Return the following from the records below: each line, word for word, starting with the line that contains "nohz_tick_period: Duration::from_nanos(100 *" and going on through the line that contains "is left unchanged.", with nothing outside that range.

Segment Start: INFORMATION SHOWN

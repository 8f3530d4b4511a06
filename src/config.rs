//! Tick scheduling configuration.
//!
//! A [`Config`] is built once, usually from boot command line arguments, and
//! used to construct a [`TickSched`](crate::TickSched). The values that may be
//! changed while the system is running are then held in [`Tunables`].
use crate::{
    jiffies::nanos,
    loom::sync::atomic::{AtomicBool, AtomicU64, AtomicUsize, Ordering::*},
};
use alloc::string::{String, ToString};
use core::{fmt, time::Duration};

/// The default tick frequency, in ticks per second.
pub const HZ: u64 = 1000;

const NSEC_PER_SEC: u64 = 1_000_000_000;

/// Tick scheduling configuration.
#[derive(Clone, Debug, Eq, PartialEq)]
pub struct Config {
    enabled: bool,
    tick_period: Duration,
    nohz_tick_period: Duration,
    cpus_per_domain: usize,
}

/// Errors returned when parsing a configuration argument.
#[derive(Clone, Debug, Eq, PartialEq, thiserror::Error)]
#[non_exhaustive]
pub enum ConfigError {
    /// The argument was not of the form `key=value`.
    #[error("expected a `key=value` argument, found `{0}`")]
    Malformed(String),
    /// The key is not a tick scheduling option.
    #[error("unknown tick scheduling option `{0}`")]
    UnknownKey(String),
    /// The value could not be parsed for this key.
    #[error("invalid value `{value}` for `{key}`")]
    InvalidValue {
        /// The option being set.
        key: &'static str,
        /// The rejected value.
        value: String,
    },
    /// The option must not be zero.
    #[error("`{0}` must be greater than zero")]
    Zero(&'static str),
}

/// The subset of the configuration that may be changed at runtime.
///
/// Every field is an atomic, so tunables may be written from any CPU while
/// tick scheduling is running. Changes take effect the next time a CPU
/// consults them.
pub struct Tunables {
    enabled: AtomicBool,
    nohz_tick_period: AtomicU64,
    cpus_per_domain: AtomicUsize,
}

// === impl Config ===

impl Config {
    /// Returns the default configuration: tickless operation enabled, a tick
    /// frequency of [`HZ`], a nohz tick period of 100 ticks, and domains of
    /// four CPUs.
    #[must_use]
    pub const fn new() -> Self {
        Self {
            enabled: true,
            tick_period: Duration::from_nanos(NSEC_PER_SEC / HZ),
            nohz_tick_period: Duration::from_nanos(100 * NSEC_PER_SEC / HZ),
            cpus_per_domain: 4,
        }
    }

    #[must_use]
    pub const fn with_enabled(self, enabled: bool) -> Self {
        Self { enabled, ..self }
    }

    /// Sets the base tick period.
    #[must_use]
    pub const fn with_tick_period(self, tick_period: Duration) -> Self {
        Self {
            tick_period,
            ..self
        }
    }

    /// Sets the tick period used by CPUs that are marked as nohz-on.
    #[must_use]
    pub const fn with_nohz_tick_period(self, nohz_tick_period: Duration) -> Self {
        Self {
            nohz_tick_period,
            ..self
        }
    }

    /// Sets the number of CPUs grouped into a nohz target domain.
    #[must_use]
    pub const fn with_cpus_per_domain(self, cpus_per_domain: usize) -> Self {
        Self {
            cpus_per_domain,
            ..self
        }
    }

    #[must_use]
    pub const fn enabled(&self) -> bool {
        self.enabled
    }

    #[must_use]
    pub const fn tick_period(&self) -> Duration {
        self.tick_period
    }

    #[must_use]
    pub const fn nohz_tick_period(&self) -> Duration {
        self.nohz_tick_period
    }

    #[must_use]
    pub const fn cpus_per_domain(&self) -> usize {
        self.cpus_per_domain
    }

    /// Applies a single `key=value` argument.
    ///
    /// The following keys are recognized:
    ///
    /// | key              | value                                  |
    /// |------------------|----------------------------------------|
    /// | `nohz`           | `on` or `off`                          |
    /// | `nohz_cpd`       | CPUs per domain, greater than zero     |
    /// | `nohz_period_ns` | nohz tick period in nanoseconds        |
    /// | `tick_period_ns` | base tick period in nanoseconds        |
    ///
    /// On error, the configuration is left unchanged.
    pub fn apply_arg(&mut self, arg: &str) -> Result<(), ConfigError> {
        let (key, value) = arg
            .trim()
            .split_once('=')
            .ok_or_else(|| ConfigError::Malformed(arg.to_string()))?;
        match key {
            "nohz" => {
                self.enabled = match value {
                    "on" => true,
                    "off" => false,
                    _ => return Err(invalid("nohz", value)),
                };
            }
            "nohz_cpd" => {
                self.cpus_per_domain = usize::try_from(nonzero("nohz_cpd", value)?)
                    .map_err(|_| invalid("nohz_cpd", value))?
            }
            "nohz_period_ns" => {
                self.nohz_tick_period = Duration::from_nanos(nonzero("nohz_period_ns", value)?)
            }
            "tick_period_ns" => {
                self.tick_period = Duration::from_nanos(nonzero("tick_period_ns", value)?)
            }
            _ => return Err(ConfigError::UnknownKey(key.to_string())),
        }
        tracing::debug!(key, value, "applied tick configuration argument");
        Ok(())
    }

    /// Builds a configuration by applying each argument in `args` to the
    /// defaults, in order.
    pub fn parse_args<'a>(args: impl IntoIterator<Item = &'a str>) -> Result<Self, ConfigError> {
        let mut config = Self::new();
        for arg in args {
            config.apply_arg(arg)?;
        }
        Ok(config)
    }
}

impl Default for Config {
    fn default() -> Self {
        Self::new()
    }
}

fn invalid(key: &'static str, value: &str) -> ConfigError {
    ConfigError::InvalidValue {
        key,
        value: value.to_string(),
    }
}

fn nonzero(key: &'static str, value: &str) -> Result<u64, ConfigError> {
    match value.parse::<u64>() {
        Ok(0) => Err(ConfigError::Zero(key)),
        Ok(n) => Ok(n),
        Err(_) => Err(invalid(key, value)),
    }
}

// === impl Tunables ===

impl Tunables {
    pub(crate) fn new(config: &Config) -> Self {
        Self {
            enabled: AtomicBool::new(config.enabled),
            nohz_tick_period: AtomicU64::new(nanos(config.nohz_tick_period).max(1)),
            cpus_per_domain: AtomicUsize::new(config.cpus_per_domain.max(1)),
        }
    }

    /// Returns `true` if tickless operation is enabled.
    #[inline]
    #[must_use]
    pub fn is_enabled(&self) -> bool {
        self.enabled.load(Acquire)
    }

    /// Enables or disables tickless operation.
    ///
    /// CPUs that already switched to oneshot operation keep their mode;
    /// disabling prevents further switches and makes the idle time queries
    /// report `None`.
    pub fn set_enabled(&self, enabled: bool) {
        tracing::info!(enabled, "tickless operation toggled");
        self.enabled.store(enabled, Release);
    }

    #[must_use]
    pub fn cpus_per_domain(&self) -> usize {
        self.cpus_per_domain.load(Relaxed)
    }

    /// Sets the number of CPUs per nohz target domain. Zero is ignored.
    ///
    /// Returns `true` if the value was updated.
    pub fn set_cpus_per_domain(&self, cpus: usize) -> bool {
        if cpus == 0 {
            return false;
        }
        self.cpus_per_domain.store(cpus, Relaxed);
        true
    }

    #[must_use]
    pub fn nohz_tick_period(&self) -> Duration {
        Duration::from_nanos(self.nohz_tick_period.load(Relaxed))
    }

    /// Sets the tick period of nohz-on CPUs. A zero period is ignored.
    ///
    /// Returns `true` if the value was updated.
    pub fn set_nohz_tick_period(&self, period: Duration) -> bool {
        let period = nanos(period);
        if period == 0 {
            return false;
        }
        self.nohz_tick_period.store(period, Relaxed);
        true
    }
}

impl fmt::Debug for Tunables {
    fn fmt(&self, f: &mut fmt::Formatter<'_>) -> fmt::Result {
        f.debug_struct("Tunables")
            .field("enabled", &self.is_enabled())
            .field("cpus_per_domain", &self.cpus_per_domain())
            .field("nohz_tick_period", &self.nohz_tick_period())
            .finish()
    }
}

Segment End: INFORMATION SHOWN

● TASK OUTPUT:
            nohz_tick_period: Duration::from_nanos(100 * NSEC_PER_SEC / HZ),
            cpus_per_domain: 4,
        }
    }

    #[must_use]
    pub const fn with_enabled(self, enabled: bool) -> Self {
        Self { enabled, ..self }
    }

    /// Sets the base tick period.
    #[must_use]
    pub const fn with_tick_period(self, tick_period: Duration) -> Self {
        Self {
            tick_period,
            ..self
        }
    }

    /// Sets the tick period used by CPUs that are marked as nohz-on.
    #[must_use]
    pub const fn with_nohz_tick_period(self, nohz_tick_period: Duration) -> Self {
        Self {
            nohz_tick_period,
            ..self
        }
    }

    /// Sets the number of CPUs grouped into a nohz target domain.
    #[must_use]
    pub const fn with_cpus_per_domain(self, cpus_per_domain: usize) -> Self {
        Self {
            cpus_per_domain,
            ..self
        }
    }

    #[must_use]
    pub const fn enabled(&self) -> bool {
        self.enabled
    }

    #[must_use]
    pub const fn tick_period(&self) -> Duration {
        self.tick_period
    }

    #[must_use]
    pub const fn nohz_tick_period(&self) -> Duration {
        self.nohz_tick_period
    }

    #[must_use]
    pub const fn cpus_per_domain(&self) -> usize {
        self.cpus_per_domain
    }

    /// Applies a single `key=value` argument.
    ///
    /// The following keys are recognized:
    ///
    /// | key              | value                                  |
    /// |------------------|----------------------------------------|
    /// | `nohz`           | `on` or `off`                          |
    /// | `nohz_cpd`       | CPUs per domain, greater than zero     |
    /// | `nohz_period_ns` | nohz tick period in nanoseconds        |
    /// | `tick_period_ns` | base tick period in nanoseconds        |
    ///
    /// On error, the configuration is left unchanged.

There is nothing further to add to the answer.